De fausses économies

Derrière cette logique infernale, toujours le même constat : un pays dont l’économie de santé est trop encadrée n’offre pas un écosystème favorable à ses industriels qui ne disposent pas d’un marché intérieur fort pour se développer. On fait des économies à court terme, mais on les paye très cher à long terme.

C’est au tour de la distribution pharmaceutique de passer sous les fourches caudines de la rigueur budgétaire. Elle l’est déjà depuis longtemps avec l’obligation de substituer les produits génériques et ses marches lissées. Mais la perspective de voir les grandes surfaces autorisées à vendre les médicaments est un nouveau coup dur qui pourrait s’avérer être le coup de grâce.

Des déserts médicaux partout en France

Je me souviens d’une petite ville de l’Anjou : Durtal, son château, son marché et son centre-ville dynamique avec tous ses commerçants. Et puis une grande surface s’est installée dans sa banlieue.

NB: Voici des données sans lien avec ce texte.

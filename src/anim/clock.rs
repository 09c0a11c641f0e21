//! Animation clock: the single monotonic time source for deformation.
//!
//! One policy per clock, picked at construction. Fixed-step is the default:
//! time advances by a constant amount per tick regardless of wall-clock frame
//! duration, which makes runs reproducible and keeps captured output free of
//! timing skew. Wall-clock matches real elapsed time but is non-deterministic
//! across runs. The two are never mixed within one animation.

use std::time::Instant;

use crate::config::ClockPolicy;

/// Monotonic time source advancing once per rendered frame.
#[derive(Debug)]
pub struct AnimationClock {
    policy: ClockPolicy,
    time: f32,
    origin: Option<Instant>,
}

impl AnimationClock {
    pub fn new(policy: ClockPolicy) -> Self {
        Self {
            policy,
            time: 0.0,
            origin: None,
        }
    }

    /// Advance the clock by one tick and return the new time.
    pub fn advance(&mut self) -> f32 {
        match self.policy {
            ClockPolicy::FixedStep { dt } => {
                self.time += dt;
            }
            ClockPolicy::WallClock => {
                let origin = *self.origin.get_or_insert_with(Instant::now);
                self.time = origin.elapsed().as_secs_f32();
            }
        }
        self.time
    }

    /// Current time without advancing.
    pub fn time(&self) -> f32 {
        self.time
    }

    pub fn policy(&self) -> ClockPolicy {
        self.policy
    }
}
//! Particle cloud: N randomized points whose height is re-derived each
//! frame from the same deformation function as the surface.
//!
//! The cloud's topology is fixed at creation; animation rewrites the vertex
//! buffer in place. The whole field spins slowly around Y, and each
//! particle's y is computed from the deformation at its rotated world
//! position plus a constant lift, so the particles ride the same wave the
//! surface shows.

use bytemuck::{Pod, Zeroable};

use crate::anim::deform::Deformation;
use crate::config::{ParticleColor, ParticleParameters};

/// Per-particle vertex data for GPU rendering.
#[repr(C)]
#[derive(Copy, Clone, Debug, Pod, Zeroable)]
pub struct ParticleVertex {
    pub position: [f32; 3],
    pub color: [f32; 3],
}

impl ParticleVertex {
    pub fn buffer_layout() -> wgpu::VertexBufferLayout<'static> {
        wgpu::VertexBufferLayout {
            array_stride: std::mem::size_of::<ParticleVertex>() as wgpu::BufferAddress,
            step_mode: wgpu::VertexStepMode::Vertex,
            attributes: &[
                // Position
                wgpu::VertexAttribute {
                    offset: 0,
                    shader_location: 0,
                    format: wgpu::VertexFormat::Float32x3,
                },
                // Color
                wgpu::VertexAttribute {
                    offset: std::mem::size_of::<[f32; 3]>() as wgpu::BufferAddress,
                    shader_location: 1,
                    format: wgpu::VertexFormat::Float32x3,
                },
            ],
        }
    }
}

/// Xorshift64 PRNG, seeded for reproducible clouds.
struct XorShift64 {
    state: u64,
}

impl XorShift64 {
    fn new(seed: u64) -> Self {
        Self {
            state: seed.max(1),
        }
    }

    /// Random f32 in [0, 1).
    fn next_f32(&mut self) -> f32 {
        let mut s = self.state;
        s ^= s << 13;
        s ^= s >> 7;
        s ^= s << 17;
        self.state = s;
        // Upper bits for better distribution
        ((s >> 40) as f32) / ((1u64 << 24) as f32)
    }
}

/// Point cloud floating above the surface.
pub struct ParticleCloud {
    /// Rest positions inside the bounding box; never mutated after init
    base: Vec<[f32; 3]>,
    /// Live vertex buffer, rewritten in place each frame
    pub vertices: Vec<ParticleVertex>,
    /// Accumulated field rotation around Y, radians
    rotation: f32,
    spin: f32,
    lift: f32,
}

impl ParticleCloud {
    /// Generate `params.count` particles uniformly inside a box spanning
    /// `half_size` in x/z and [0, height] in y.
    pub fn new(params: &ParticleParameters, half_size: f32, height: f32) -> Self {
        let mut rng = XorShift64::new(params.seed);
        let count = params.count as usize;
        let mut base = Vec::with_capacity(count);
        let mut vertices = Vec::with_capacity(count);

        for _ in 0..count {
            let x = (rng.next_f32() - 0.5) * 2.0 * half_size;
            let y = rng.next_f32() * height;
            let z = (rng.next_f32() - 0.5) * 2.0 * half_size;
            let color = match params.color {
                ParticleColor::Random => [1.0, 1.0, rng.next_f32()],
                ParticleColor::Fixed(rgb) => rgb,
            };
            base.push([x, y, z]);
            vertices.push(ParticleVertex {
                position: [x, y, z],
                color,
            });
        }

        Self {
            base,
            vertices,
            rotation: 0.0,
            spin: params.spin,
            lift: params.lift,
        }
    }

    /// Advance the field rotation and re-derive every particle's position
    /// for time t. Same indexing every frame; values only.
    pub fn animate(&mut self, wave: &Deformation, t: f32) {
        self.rotation += self.spin;
        let (sin_r, cos_r) = self.rotation.sin_cos();

        for (vertex, rest) in self.vertices.iter_mut().zip(&self.base) {
            let x = rest[0] * cos_r + rest[2] * sin_r;
            let z = -rest[0] * sin_r + rest[2] * cos_r;
            vertex.position = [x, wave.displacement(x, z, t) + self.lift, z];
        }
    }

    pub fn count(&self) -> usize {
        self.vertices.len()
    }

    pub fn rotation(&self) -> f32 {
        self.rotation
    }

    pub fn vertex_bytes(&self) -> &[u8] {
        bytemuck::cast_slice(&self.vertices)
    }
}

Durtal est devenue en moins de six mois une ville quasiment morte. Il ne restait plus que le pharmacien, un boulanger appauvri, un boucher attendant sa retraite avec impatience. Un autre exemple plus récent doit nous faire réfléchir : avec Amazon les libraires ferment partout dans le monde.

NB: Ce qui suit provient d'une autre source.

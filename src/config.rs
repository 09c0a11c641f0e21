//! Configuration module for the wavefield animation.
//!
//! Defines the parameter structures for surface geometry, deformation,
//! particles, the animation clock, and video capture, along with JSON
//! load/save and a validation pass that must succeed before the render
//! loop is allowed to start.

use serde::{Deserialize, Serialize};
use std::fs;
use std::path::Path;

/// Which surface topology the scene animates.
#[derive(Debug, Clone, Copy, PartialEq, Eq, Serialize, Deserialize)]
#[serde(rename_all = "snake_case")]
pub enum SurfaceKind {
    /// Tessellated plane deformed in the vertex shader via the time uniform.
    Plane,
    /// Raw line grid of sample points, deformed CPU-side each tick.
    Grid,
}

/// Parameters for the tessellated plane surface.
#[derive(Debug, Clone, Serialize, Deserialize)]
pub struct SurfaceParameters {
    /// Which surface variant to build
    #[serde(default = "default_surface_kind")]
    pub kind: SurfaceKind,

    /// Side length of the plane in world units
    pub size: f32,

    /// Subdivision count per side (size x size plane becomes (n+1)^2 vertices)
    pub subdivisions: u32,
}

fn default_surface_kind() -> SurfaceKind {
    SurfaceKind::Plane
}

impl Default for SurfaceParameters {
    fn default() -> Self {
        Self {
            kind: SurfaceKind::Plane,
            size: 5.0,
            subdivisions: 100,
        }
    }
}

/// Parameters for the line-grid surface variant.
#[derive(Debug, Clone, Serialize, Deserialize)]
pub struct GridParameters {
    /// Spacing between sample points
    pub step: f32,

    /// Half-extent of the square domain; samples run from -extent to +extent
    pub extent: f32,
}

impl Default for GridParameters {
    fn default() -> Self {
        Self {
            step: 0.5,
            extent: 50.0,
        }
    }
}

/// Single-axis traveling wave: `amplitude * sin(frequency * x + t)`.
///
/// Drives the GPU-side vertex displacement of the plane surface.
#[derive(Debug, Clone, Serialize, Deserialize)]
pub struct WaveParameters {
    pub amplitude: f32,
    pub frequency: f32,
}

impl Default for WaveParameters {
    fn default() -> Self {
        Self {
            amplitude: 0.3,
            frequency: 4.0,
        }
    }
}

/// Two-axis combined wave used for the grid and particle height fields:
/// `ax*sin(fx*x + t) + az*cos(fz*z + t)`.
#[derive(Debug, Clone, Serialize, Deserialize)]
pub struct FieldWaveParameters {
    pub amplitude_x: f32,
    pub frequency_x: f32,
    pub amplitude_z: f32,
    pub frequency_z: f32,
}

impl Default for FieldWaveParameters {
    fn default() -> Self {
        Self {
            amplitude_x: 0.3,
            frequency_x: 1.5,
            amplitude_z: 0.3,
            frequency_z: 1.5,
        }
    }
}

/// Per-particle color selection.
#[derive(Debug, Clone, Copy, PartialEq, Serialize, Deserialize)]
#[serde(rename_all = "snake_case")]
pub enum ParticleColor {
    /// Stylized: full red and green, random blue per particle
    Random,
    /// Thematic: every particle uses the same RGB triple
    Fixed([f32; 3]),
}

/// Parameters for the particle cloud.
#[derive(Debug, Clone, Serialize, Deserialize)]
pub struct ParticleParameters {
    /// Number of particles
    pub count: u32,

    /// Color policy
    #[serde(default = "default_particle_color")]
    pub color: ParticleColor,

    /// Rotation of the whole field around Y, radians per tick
    #[serde(default = "default_spin")]
    pub spin: f32,

    /// Constant height offset so particles float above the surface
    #[serde(default = "default_lift")]
    pub lift: f32,

    /// PRNG seed for reproducible clouds
    #[serde(default = "default_seed")]
    pub seed: u64,
}

fn default_particle_color() -> ParticleColor {
    ParticleColor::Random
}

fn default_spin() -> f32 {
    0.002
}

fn default_lift() -> f32 {
    1.0
}

fn default_seed() -> u64 {
    88172645463325252
}

impl Default for ParticleParameters {
    fn default() -> Self {
        Self {
            count: 200,
            color: default_particle_color(),
            spin: default_spin(),
            lift: default_lift(),
            seed: default_seed(),
        }
    }
}

/// Animation clock policy. A clock uses exactly one policy for its whole
/// lifetime; fixed-step is deterministic and capture-friendly.
#[derive(Debug, Clone, Copy, PartialEq, Serialize, Deserialize)]
#[serde(rename_all = "snake_case")]
pub enum ClockPolicy {
    /// Time advances by a constant step per tick
    FixedStep { dt: f32 },
    /// Time sampled from a monotonic high-resolution timer each tick
    WallClock,
}

impl Default for ClockPolicy {
    fn default() -> Self {
        ClockPolicy::FixedStep { dt: 0.02 }
    }
}

/// Output video container.
#[derive(Debug, Clone, Copy, PartialEq, Eq, Serialize, Deserialize)]
#[serde(rename_all = "snake_case")]
pub enum VideoContainer {
    Webm,
    Mp4,
}

impl VideoContainer {
    pub fn extension(self) -> &'static str {
        match self {
            VideoContainer::Webm => "webm",
            VideoContainer::Mp4 => "mp4",
        }
    }
}

/// What `start` does when a session is already recording.
#[derive(Debug, Clone, Copy, PartialEq, Eq, Serialize, Deserialize)]
#[serde(rename_all = "snake_case")]
pub enum StartPolicy {
    /// Reject with a state error
    Error,
    /// Silently keep the running session
    Ignore,
    /// Treat the second start as a stop request
    Toggle,
}

impl Default for StartPolicy {
    fn default() -> Self {
        StartPolicy::Error
    }
}

/// How recording sessions are triggered. All three observed policies are
/// configuration choices; the recorder itself is trigger-agnostic.
#[derive(Debug, Clone, Copy, PartialEq, Serialize, Deserialize)]
#[serde(rename_all = "snake_case")]
pub enum TriggerPolicy {
    /// User press starts, auto-stop after a fixed duration in seconds
    PressWithTimeout { duration: f32 },
    /// User press alternates start/stop
    Toggle,
    /// Auto-start after a delay from loop start, auto-stop after a duration
    AutoStart { delay: f32, duration: f32 },
}

impl Default for TriggerPolicy {
    fn default() -> Self {
        TriggerPolicy::PressWithTimeout { duration: 5.0 }
    }
}

/// Parameters for the capture pipeline.
#[derive(Debug, Clone, Serialize, Deserialize)]
pub struct CaptureParameters {
    /// Target framerate of the encoded output; frames are not individually
    /// timestamped, so this alone determines playback timing
    pub framerate: u32,

    /// Output container format
    #[serde(default = "default_container")]
    pub container: VideoContainer,

    /// Directory receiving encoded artifacts
    #[serde(default = "default_output_dir")]
    pub output_dir: String,

    #[serde(default)]
    pub trigger: TriggerPolicy,

    #[serde(default)]
    pub start_policy: StartPolicy,
}

fn default_container() -> VideoContainer {
    VideoContainer::Webm
}

fn default_output_dir() -> String {
    "captures".to_string()
}

impl Default for CaptureParameters {
    fn default() -> Self {
        Self {
            framerate: 60,
            container: default_container(),
            output_dir: default_output_dir(),
            trigger: TriggerPolicy::default(),
            start_policy: StartPolicy::default(),
        }
    }
}

/// Complete configuration combining all parameter groups.
#[derive(Debug, Clone, Default, Serialize, Deserialize)]
pub struct SimulationConfig {
    /// Surface geometry
    #[serde(default)]
    pub surface: SurfaceParameters,

    /// Line-grid variant geometry
    #[serde(default)]
    pub grid: GridParameters,

    /// Single-axis wave for the plane shader
    #[serde(default)]
    pub wave: WaveParameters,

    /// Two-axis wave for grid and particle height fields
    #[serde(default)]
    pub field: FieldWaveParameters,

    /// Particle cloud
    #[serde(default)]
    pub particles: ParticleParameters,

    /// Animation clock policy
    #[serde(default)]
    pub clock: ClockPolicy,

    /// Video capture
    #[serde(default)]
    pub capture: CaptureParameters,
}

impl SimulationConfig {
    /// Load configuration from a JSON file.
    pub fn from_file<P: AsRef<Path>>(path: P) -> Result<Self, ConfigError> {
        let contents = fs::read_to_string(path.as_ref()).map_err(|error| ConfigError::Io {
            path: path.as_ref().to_path_buf(),
            error,
        })?;
        serde_json::from_str(&contents).map_err(|error| ConfigError::Parse {
            path: path.as_ref().to_path_buf(),
            error,
        })
    }

    /// Save configuration to a JSON file.
    pub fn to_file<P: AsRef<Path>>(&self, path: P) -> Result<(), ConfigError> {
        let contents =
            serde_json::to_string_pretty(self).map_err(|error| ConfigError::Serialize { error })?;
        fs::write(path.as_ref(), contents).map_err(|error| ConfigError::Io {
            path: path.as_ref().to_path_buf(),
            error,
        })
    }

    /// Validate all parameters. A failure here is fatal at setup: the render
    /// loop refuses to start on an invalid configuration.
    pub fn validate(&self) -> Result<(), ConfigError> {
        fn finite(field: &'static str, value: f32) -> Result<(), ConfigError> {
            if value.is_finite() {
                Ok(())
            } else {
                Err(ConfigError::Invalid {
                    field,
                    reason: format!("must be finite, got {}", value),
                })
            }
        }
        fn positive(field: &'static str, value: f32) -> Result<(), ConfigError> {
            finite(field, value)?;
            if value > 0.0 {
                Ok(())
            } else {
                Err(ConfigError::Invalid {
                    field,
                    reason: format!("must be positive, got {}", value),
                })
            }
        }

        finite("wave.amplitude", self.wave.amplitude)?;
        finite("wave.frequency", self.wave.frequency)?;
        finite("field.amplitude_x", self.field.amplitude_x)?;
        finite("field.frequency_x", self.field.frequency_x)?;
        finite("field.amplitude_z", self.field.amplitude_z)?;
        finite("field.frequency_z", self.field.frequency_z)?;
        finite("particles.spin", self.particles.spin)?;
        finite("particles.lift", self.particles.lift)?;

        positive("surface.size", self.surface.size)?;
        positive("grid.step", self.grid.step)?;
        positive("grid.extent", self.grid.extent)?;

        if self.surface.subdivisions == 0 {
            return Err(ConfigError::Invalid {
                field: "surface.subdivisions",
                reason: "must be at least 1".to_string(),
            });
        }
        if self.particles.count == 0 {
            return Err(ConfigError::Invalid {
                field: "particles.count",
                reason: "must be at least 1".to_string(),
            });
        }
        if self.capture.framerate == 0 {
            return Err(ConfigError::Invalid {
                field: "capture.framerate",
                reason: "must be at least 1".to_string(),
            });
        }
        if let ClockPolicy::FixedStep { dt } = self.clock {
            positive("clock.dt", dt)?;
        }
        match self.capture.trigger {
            TriggerPolicy::PressWithTimeout { duration } => {
                positive("capture.trigger.duration", duration)?;
            }
            TriggerPolicy::AutoStart { delay, duration } => {
                finite("capture.trigger.delay", delay)?;
                positive("capture.trigger.duration", duration)?;
            }
            TriggerPolicy::Toggle => {}
        }

        Ok(())
    }
}

/// Error types for configuration operations.
#[derive(Debug)]
pub enum ConfigError {
    /// IO error when reading or writing configuration files
    Io {
        path: std::path::PathBuf,
        error: std::io::Error,
    },
    /// JSON parsing error
    Parse {
        path: std::path::PathBuf,
        error: serde_json::Error,
    },
    /// JSON serialization error
    Serialize { error: serde_json::Error },
    /// A parameter failed validation
    Invalid { field: &'static str, reason: String },
}

impl std::fmt::Display for ConfigError {
    fn fmt(&self, formatter: &mut std::fmt::Formatter<'_>) -> std::fmt::Result {
        match self {
            ConfigError::Io { path, error } => {
                write!(
                    formatter,
                    "Failed to read/write config file '{}': {}",
                    path.display(),
                    error
                )
            }
            ConfigError::Parse { path, error } => {
                write!(
                    formatter,
                    "Failed to parse config file '{}': {}",
                    path.display(),
                    error
                )
            }
            ConfigError::Serialize { error } => {
                write!(formatter, "Failed to serialize config: {}", error)
            }
            ConfigError::Invalid { field, reason } => {
                write!(formatter, "Invalid configuration '{}': {}", field, reason)
            }
        }
    }
}

impl std::error::Error for ConfigError {
    fn source(&self) -> Option<&(dyn std::error::Error + 'static)> {
        match self {
            ConfigError::Io { error, .. } => Some(error),
            ConfigError::Parse { error, .. } => Some(error),
            ConfigError::Serialize { error } => Some(error),
            ConfigError::Invalid { .. } => None,
        }
    }
}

Arrêtons de nous faire croire que ces jeux sont sans conséquences et ne sont pas mortifères. On veut nous faire gagner 10 % sur notre boîte de paracétamol à moins de 2€ ? Soit. Mais à quoi nous servira ce « nouveau » pouvoir d’achat, quand les médecins de notre département seront partis à la retraite, que le pharmacien de notre petite ville aura mis la clé sous la porte et que nous serons malades le soir ou le dimanche ? C’était pourtant pratique de pouvoir parler au pharmacien pour savoir si l’on devait aller consulter en urgence ou s’il pouvait nous proposer une solution provisoire. Après les petites villes mortes, le désert médical ? C’était pourtant l’honneur de la France de pouvoir proposer à tous ses citoyens un accès aux soins partout. Et le pharmacien assure aujourd’hui un rôle clé dans ce dispositif.